━━━━━ GIVEN RECORDS ━━━━━

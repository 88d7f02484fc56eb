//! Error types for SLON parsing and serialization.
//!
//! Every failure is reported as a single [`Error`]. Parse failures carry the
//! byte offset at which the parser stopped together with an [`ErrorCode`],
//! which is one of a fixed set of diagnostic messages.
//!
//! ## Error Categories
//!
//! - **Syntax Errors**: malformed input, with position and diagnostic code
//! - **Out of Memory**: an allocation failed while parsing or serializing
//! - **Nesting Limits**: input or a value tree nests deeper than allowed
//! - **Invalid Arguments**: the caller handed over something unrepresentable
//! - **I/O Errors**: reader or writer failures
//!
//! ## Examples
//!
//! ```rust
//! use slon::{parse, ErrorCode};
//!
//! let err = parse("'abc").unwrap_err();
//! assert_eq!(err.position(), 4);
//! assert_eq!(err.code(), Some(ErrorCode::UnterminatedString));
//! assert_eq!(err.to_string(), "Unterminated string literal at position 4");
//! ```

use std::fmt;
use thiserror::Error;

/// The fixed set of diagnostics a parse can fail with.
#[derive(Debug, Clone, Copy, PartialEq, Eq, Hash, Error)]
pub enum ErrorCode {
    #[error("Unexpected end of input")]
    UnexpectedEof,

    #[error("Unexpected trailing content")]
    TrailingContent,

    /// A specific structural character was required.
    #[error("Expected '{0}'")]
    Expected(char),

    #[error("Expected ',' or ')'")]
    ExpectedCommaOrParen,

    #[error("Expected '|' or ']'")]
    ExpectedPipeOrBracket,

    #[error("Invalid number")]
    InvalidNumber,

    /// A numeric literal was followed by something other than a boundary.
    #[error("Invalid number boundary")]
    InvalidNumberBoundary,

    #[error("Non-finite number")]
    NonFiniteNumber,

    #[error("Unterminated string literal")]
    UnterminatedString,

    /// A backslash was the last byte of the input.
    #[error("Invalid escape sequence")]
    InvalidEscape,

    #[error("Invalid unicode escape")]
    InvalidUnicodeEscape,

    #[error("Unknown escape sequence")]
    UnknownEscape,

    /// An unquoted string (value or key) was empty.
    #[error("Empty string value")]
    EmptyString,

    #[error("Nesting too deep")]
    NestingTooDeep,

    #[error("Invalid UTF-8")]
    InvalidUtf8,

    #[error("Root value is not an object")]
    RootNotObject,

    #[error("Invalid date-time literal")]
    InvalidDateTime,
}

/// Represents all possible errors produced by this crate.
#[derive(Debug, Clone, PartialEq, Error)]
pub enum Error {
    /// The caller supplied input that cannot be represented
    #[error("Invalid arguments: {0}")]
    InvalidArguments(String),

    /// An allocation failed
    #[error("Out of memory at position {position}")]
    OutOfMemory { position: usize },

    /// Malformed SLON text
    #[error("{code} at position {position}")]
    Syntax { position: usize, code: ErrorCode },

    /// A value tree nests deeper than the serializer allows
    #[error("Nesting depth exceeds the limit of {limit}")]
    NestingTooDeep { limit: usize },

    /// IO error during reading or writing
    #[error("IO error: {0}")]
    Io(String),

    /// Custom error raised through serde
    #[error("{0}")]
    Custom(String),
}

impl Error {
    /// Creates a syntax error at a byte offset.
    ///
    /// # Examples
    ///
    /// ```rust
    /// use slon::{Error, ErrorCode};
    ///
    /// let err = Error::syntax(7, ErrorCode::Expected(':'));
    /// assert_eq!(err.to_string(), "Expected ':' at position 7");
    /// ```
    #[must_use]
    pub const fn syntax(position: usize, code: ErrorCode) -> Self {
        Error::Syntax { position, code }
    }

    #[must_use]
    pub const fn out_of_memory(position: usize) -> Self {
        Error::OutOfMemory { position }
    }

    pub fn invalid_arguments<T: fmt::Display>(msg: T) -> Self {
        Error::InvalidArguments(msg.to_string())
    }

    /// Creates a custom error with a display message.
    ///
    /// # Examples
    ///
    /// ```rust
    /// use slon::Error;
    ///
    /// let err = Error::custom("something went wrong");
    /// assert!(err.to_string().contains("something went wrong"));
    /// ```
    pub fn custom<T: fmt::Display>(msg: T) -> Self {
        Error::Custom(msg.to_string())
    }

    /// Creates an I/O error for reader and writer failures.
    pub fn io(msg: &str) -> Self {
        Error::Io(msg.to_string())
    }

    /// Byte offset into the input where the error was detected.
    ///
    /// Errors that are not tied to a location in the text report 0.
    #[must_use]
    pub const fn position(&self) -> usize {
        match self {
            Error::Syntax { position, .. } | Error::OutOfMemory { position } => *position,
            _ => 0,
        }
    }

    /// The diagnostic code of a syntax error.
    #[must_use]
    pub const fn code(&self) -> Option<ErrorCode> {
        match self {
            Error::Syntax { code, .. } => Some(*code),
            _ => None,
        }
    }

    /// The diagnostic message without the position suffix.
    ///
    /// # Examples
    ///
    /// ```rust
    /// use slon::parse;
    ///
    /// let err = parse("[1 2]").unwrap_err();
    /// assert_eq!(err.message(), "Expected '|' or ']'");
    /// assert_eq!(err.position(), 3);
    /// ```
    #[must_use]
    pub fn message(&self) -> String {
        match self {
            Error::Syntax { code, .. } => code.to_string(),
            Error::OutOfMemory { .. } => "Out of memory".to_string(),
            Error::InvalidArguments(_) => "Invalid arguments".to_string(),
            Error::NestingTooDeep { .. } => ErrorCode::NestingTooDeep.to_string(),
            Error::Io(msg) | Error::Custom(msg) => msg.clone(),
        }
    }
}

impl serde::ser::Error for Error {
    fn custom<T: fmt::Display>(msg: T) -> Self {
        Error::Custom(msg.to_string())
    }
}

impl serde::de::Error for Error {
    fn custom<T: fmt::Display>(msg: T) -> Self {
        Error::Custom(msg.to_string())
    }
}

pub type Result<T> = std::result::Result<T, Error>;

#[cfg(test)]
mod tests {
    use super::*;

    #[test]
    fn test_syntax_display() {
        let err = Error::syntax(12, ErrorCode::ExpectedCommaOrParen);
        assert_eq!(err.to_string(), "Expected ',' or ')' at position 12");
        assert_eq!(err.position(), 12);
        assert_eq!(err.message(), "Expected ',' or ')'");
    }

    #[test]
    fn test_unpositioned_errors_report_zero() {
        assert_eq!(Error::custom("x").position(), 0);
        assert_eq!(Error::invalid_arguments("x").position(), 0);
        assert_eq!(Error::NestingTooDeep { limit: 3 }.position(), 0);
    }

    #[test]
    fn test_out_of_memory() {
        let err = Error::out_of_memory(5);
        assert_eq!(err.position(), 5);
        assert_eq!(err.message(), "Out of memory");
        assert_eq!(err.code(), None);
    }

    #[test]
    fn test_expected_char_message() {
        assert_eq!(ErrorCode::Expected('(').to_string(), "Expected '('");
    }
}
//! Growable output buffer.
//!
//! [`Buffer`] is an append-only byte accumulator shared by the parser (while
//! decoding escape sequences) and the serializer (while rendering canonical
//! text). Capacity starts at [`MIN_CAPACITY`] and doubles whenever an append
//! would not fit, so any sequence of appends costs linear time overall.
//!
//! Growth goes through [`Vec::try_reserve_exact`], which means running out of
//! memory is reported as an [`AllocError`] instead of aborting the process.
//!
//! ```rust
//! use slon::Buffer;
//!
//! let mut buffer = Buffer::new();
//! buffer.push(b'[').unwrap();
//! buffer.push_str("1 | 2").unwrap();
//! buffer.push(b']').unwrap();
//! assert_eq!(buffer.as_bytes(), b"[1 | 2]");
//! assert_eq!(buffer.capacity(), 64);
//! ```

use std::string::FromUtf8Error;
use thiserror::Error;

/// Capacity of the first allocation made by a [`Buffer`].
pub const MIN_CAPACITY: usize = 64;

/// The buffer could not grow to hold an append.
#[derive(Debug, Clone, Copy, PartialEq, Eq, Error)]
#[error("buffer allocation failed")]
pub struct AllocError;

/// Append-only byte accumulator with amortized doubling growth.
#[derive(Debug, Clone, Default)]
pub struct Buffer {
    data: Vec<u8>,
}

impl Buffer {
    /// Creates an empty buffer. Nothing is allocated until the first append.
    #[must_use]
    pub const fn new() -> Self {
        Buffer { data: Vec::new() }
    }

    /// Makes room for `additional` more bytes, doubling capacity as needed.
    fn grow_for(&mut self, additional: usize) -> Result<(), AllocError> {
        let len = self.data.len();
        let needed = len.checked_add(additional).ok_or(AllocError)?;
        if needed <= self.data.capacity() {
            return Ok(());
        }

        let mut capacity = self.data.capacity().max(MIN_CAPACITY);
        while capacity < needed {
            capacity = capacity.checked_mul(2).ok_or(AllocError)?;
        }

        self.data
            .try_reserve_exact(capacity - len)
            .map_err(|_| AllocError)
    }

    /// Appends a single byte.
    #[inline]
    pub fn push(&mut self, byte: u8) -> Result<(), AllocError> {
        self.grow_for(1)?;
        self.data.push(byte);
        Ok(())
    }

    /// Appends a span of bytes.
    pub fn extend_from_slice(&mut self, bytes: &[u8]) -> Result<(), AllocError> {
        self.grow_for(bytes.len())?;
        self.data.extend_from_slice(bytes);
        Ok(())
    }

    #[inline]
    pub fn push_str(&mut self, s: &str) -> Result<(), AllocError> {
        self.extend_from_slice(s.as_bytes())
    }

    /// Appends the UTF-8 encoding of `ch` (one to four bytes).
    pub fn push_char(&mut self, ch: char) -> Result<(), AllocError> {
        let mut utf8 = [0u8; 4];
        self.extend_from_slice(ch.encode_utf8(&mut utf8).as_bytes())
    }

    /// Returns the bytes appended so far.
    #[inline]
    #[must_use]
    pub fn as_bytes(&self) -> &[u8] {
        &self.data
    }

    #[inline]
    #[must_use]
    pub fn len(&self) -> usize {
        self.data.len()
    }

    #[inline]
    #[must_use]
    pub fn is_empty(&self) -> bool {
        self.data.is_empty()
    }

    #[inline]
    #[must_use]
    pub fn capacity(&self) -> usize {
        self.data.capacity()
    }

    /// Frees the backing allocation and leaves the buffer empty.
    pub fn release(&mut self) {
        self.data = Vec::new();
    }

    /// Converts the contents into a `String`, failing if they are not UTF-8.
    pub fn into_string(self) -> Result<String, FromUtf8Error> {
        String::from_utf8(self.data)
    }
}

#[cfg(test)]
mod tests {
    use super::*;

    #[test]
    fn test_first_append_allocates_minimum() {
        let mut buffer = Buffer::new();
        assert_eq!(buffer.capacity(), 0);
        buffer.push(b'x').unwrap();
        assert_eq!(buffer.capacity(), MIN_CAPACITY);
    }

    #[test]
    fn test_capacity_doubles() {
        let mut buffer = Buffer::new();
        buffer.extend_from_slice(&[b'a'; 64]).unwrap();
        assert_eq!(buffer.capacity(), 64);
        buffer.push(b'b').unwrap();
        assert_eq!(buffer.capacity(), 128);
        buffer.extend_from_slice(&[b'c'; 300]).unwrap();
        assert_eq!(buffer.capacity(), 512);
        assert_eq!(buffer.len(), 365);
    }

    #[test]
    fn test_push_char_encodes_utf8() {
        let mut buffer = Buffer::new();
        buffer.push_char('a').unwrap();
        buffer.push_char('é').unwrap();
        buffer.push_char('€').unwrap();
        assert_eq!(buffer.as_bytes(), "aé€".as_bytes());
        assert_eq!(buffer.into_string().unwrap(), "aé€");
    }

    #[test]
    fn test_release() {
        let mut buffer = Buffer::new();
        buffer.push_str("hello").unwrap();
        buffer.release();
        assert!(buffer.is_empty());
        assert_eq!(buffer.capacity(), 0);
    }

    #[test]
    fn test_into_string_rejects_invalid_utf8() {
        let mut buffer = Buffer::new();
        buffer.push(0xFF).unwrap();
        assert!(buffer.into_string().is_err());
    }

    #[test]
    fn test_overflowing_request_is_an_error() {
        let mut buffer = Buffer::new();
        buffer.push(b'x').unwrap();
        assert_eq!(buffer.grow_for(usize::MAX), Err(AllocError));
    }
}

━━━━━

Please return each line of the data above in which the word "while" occurs.

# TASK OUTPUT
//! - **Out of Memory**: an allocation failed while parsing or serializing
//! [`Buffer`] is an append-only byte accumulator shared by the parser (while
//! decoding escape sequences) and the serializer (while rendering canonical
        while capacity < needed {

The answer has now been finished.